What non-essential foods could you swap for something healthier? Don’t forget what you drink too.

What non-essential. empty calorie foods do you consume that you could learn to live without or have on a less frequent basis?

Are you willing to try new things? To change you must be willing to step out where you haven’t experimented before. Add in a new fruit or vegetable to your week. Find a healthy recipe or learn to swap out higher fat ingredients for less fat options.
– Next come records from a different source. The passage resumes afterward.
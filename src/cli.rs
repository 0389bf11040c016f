use clap::Parser;
use std::path::PathBuf;

#[derive(Debug, Clone, Parser)]
#[command(
    name = "dockside",
    version,
    about = "A keyboard-driven terminal dashboard for Docker containers."
)]
pub struct CliArgs {
    /// Container list auto-refresh interval in seconds
    #[arg(long, default_value_t = 10)]
    pub refresh_secs: u64,

    /// Number of log lines loaded when opening the logs view
    #[arg(long, default_value_t = 100)]
    pub log_tail: usize,

    /// tracing filter (for example: info,debug,trace)
    #[arg(long, default_value = "info")]
    pub log_filter: String,

    /// Append tracing output to this file instead of discarding it
    #[arg(long)]
    pub log_file: Option<PathBuf>,

    /// Keybinding config file (defaults to $DOCKSIDE_CONFIG or dockside.yaml)
    #[arg(short, long)]
    pub config: Option<PathBuf>,
}

#[cfg(test)]
mod tests {
    use super::CliArgs;
    use clap::Parser;

    #[test]
    fn defaults_match_session_settings() {
        let args = CliArgs::parse_from(["dockside"]);
        assert_eq!(args.refresh_secs, 10);
        assert_eq!(args.log_tail, 100);
        assert_eq!(args.log_filter, "info");
        assert!(args.config.is_none());
    }

    #[test]
    fn accepts_overrides() {
        let args = CliArgs::parse_from([
            "dockside",
            "--refresh-secs",
            "3",
            "--log-tail",
            "500",
            "-c",
            "/tmp/dockside.yaml",
        ]);
        assert_eq!(args.refresh_secs, 3);
        assert_eq!(args.log_tail, 500);
        assert_eq!(
            args.config.as_deref(),
            Some(std::path::Path::new("/tmp/dockside.yaml"))
        );
    }
}
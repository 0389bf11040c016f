use crate::logs::LogLine;

/// Indices of lines containing `query`, case-insensitively, in ascending
/// order. An empty query matches nothing.
pub fn search(lines: &[LogLine], query: &str) -> Vec<usize> {
    if query.is_empty() {
        return Vec::new();
    }
    let needle = query.to_lowercase();
    lines
        .iter()
        .enumerate()
        .filter(|(_, line)| line.raw.to_lowercase().contains(&needle))
        .map(|(index, _)| index)
        .collect()
}

#[derive(Debug, Clone, Default, Eq, PartialEq)]
pub struct SearchState {
    query: String,
    matches: Vec<usize>,
    current: usize,
}

impl SearchState {
    pub fn commit(lines: &[LogLine], query: &str) -> Self {
        Self {
            query: query.to_string(),
            matches: search(lines, query),
            current: 0,
        }
    }

    pub fn query(&self) -> &str {
        &self.query
    }

    pub fn matches(&self) -> &[usize] {
        &self.matches
    }

    pub fn is_active(&self) -> bool {
        !self.query.is_empty()
    }

    pub fn is_match(&self, line: usize) -> bool {
        self.matches.binary_search(&line).is_ok()
    }

    pub fn current_line(&self) -> Option<usize> {
        self.matches.get(self.current).copied()
    }

    pub fn next(&mut self) -> Option<usize> {
        if self.matches.is_empty() {
            return None;
        }
        self.current = (self.current + 1) % self.matches.len();
        self.current_line()
    }

    pub fn prev(&mut self) -> Option<usize> {
        if self.matches.is_empty() {
            return None;
        }
        self.current = self
            .current
            .checked_sub(1)
            .unwrap_or(self.matches.len() - 1);
        self.current_line()
    }

    pub fn status(&self) -> String {
        if self.matches.is_empty() {
            "No matches found".to_string()
        } else {
            format!("Match {}/{}", self.current + 1, self.matches.len())
        }
    }
}

#[cfg(test)]
mod tests {
    use super::{SearchState, search};
    use crate::logs::{LogLine, decode_all, framed};

    fn lines(raw: &[&str]) -> Vec<LogLine> {
        decode_all(&framed(raw)).lines
    }

    #[test]
    fn empty_query_matches_nothing() {
        let buffer = lines(&["alpha", "beta"]);
        assert!(search(&buffer, "").is_empty());
        let state = SearchState::commit(&buffer, "");
        assert!(!state.is_active());
        assert_eq!(state.current_line(), None);
    }

    #[test]
    fn matches_are_ascending_and_case_insensitive() {
        let buffer = lines(&["ERROR one", "ok", "an error again error", "fine", "Error"]);
        let found = search(&buffer, "error");
        assert_eq!(found, vec![0, 2, 4]);
        assert!(found.windows(2).all(|pair| pair[0] < pair[1]));
        for index in found {
            assert!(buffer[index].raw.to_lowercase().contains("error"));
        }
    }

    #[test]
    fn next_and_prev_wrap_at_both_ends() {
        let buffer = lines(&["x", "hit", "y", "hit", "hit"]);
        let mut state = SearchState::commit(&buffer, "HIT");
        assert_eq!(state.current_line(), Some(1));
        assert_eq!(state.prev(), Some(4));
        assert_eq!(state.status(), "Match 3/3");
        assert_eq!(state.next(), Some(1));
        assert_eq!(state.next(), Some(3));
        assert_eq!(state.next(), Some(4));
        assert_eq!(state.next(), Some(1));
        assert!(state.is_match(3));
        assert!(!state.is_match(2));
    }

    #[test]
    fn no_match_status() {
        let buffer = lines(&["a", "b"]);
        let mut state = SearchState::commit(&buffer, "zzz");
        assert_eq!(state.next(), None);
        assert_eq!(state.status(), "No matches found");
    }
}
One of the biggest swaps I’ve made is using my non-fat, plain Greek yogurt in recipes that call for sour cream or mayo. Sometimes with the mayo I only use half to half yogurt. Not only do you cut fat and calories, you get a little extra protein thrown in too.  I also use this when making dip for veggie trays and as well as other sour cream based foods.

Look at how much added sugar or fatty foods you consume and see if you can eat less of it or make healthier swaps for something you like.

Learning to be intentional about what you put in your mouth will be your biggest challenge and your greatest victory to healthy eating.

Once you begin to master that, eating healthier begins to feel like an easy choice.

Why? Because when you build new habits, they tend to take over the old behaviors.

Undoing and changing a lifetime of learned behaviors is a purposeful and intentional choice made day by day, but with time and consistency you will be on your way to healthy smart eating and permanent lifestyle change.

What steps have you taken to becoming a smarter, healthier person?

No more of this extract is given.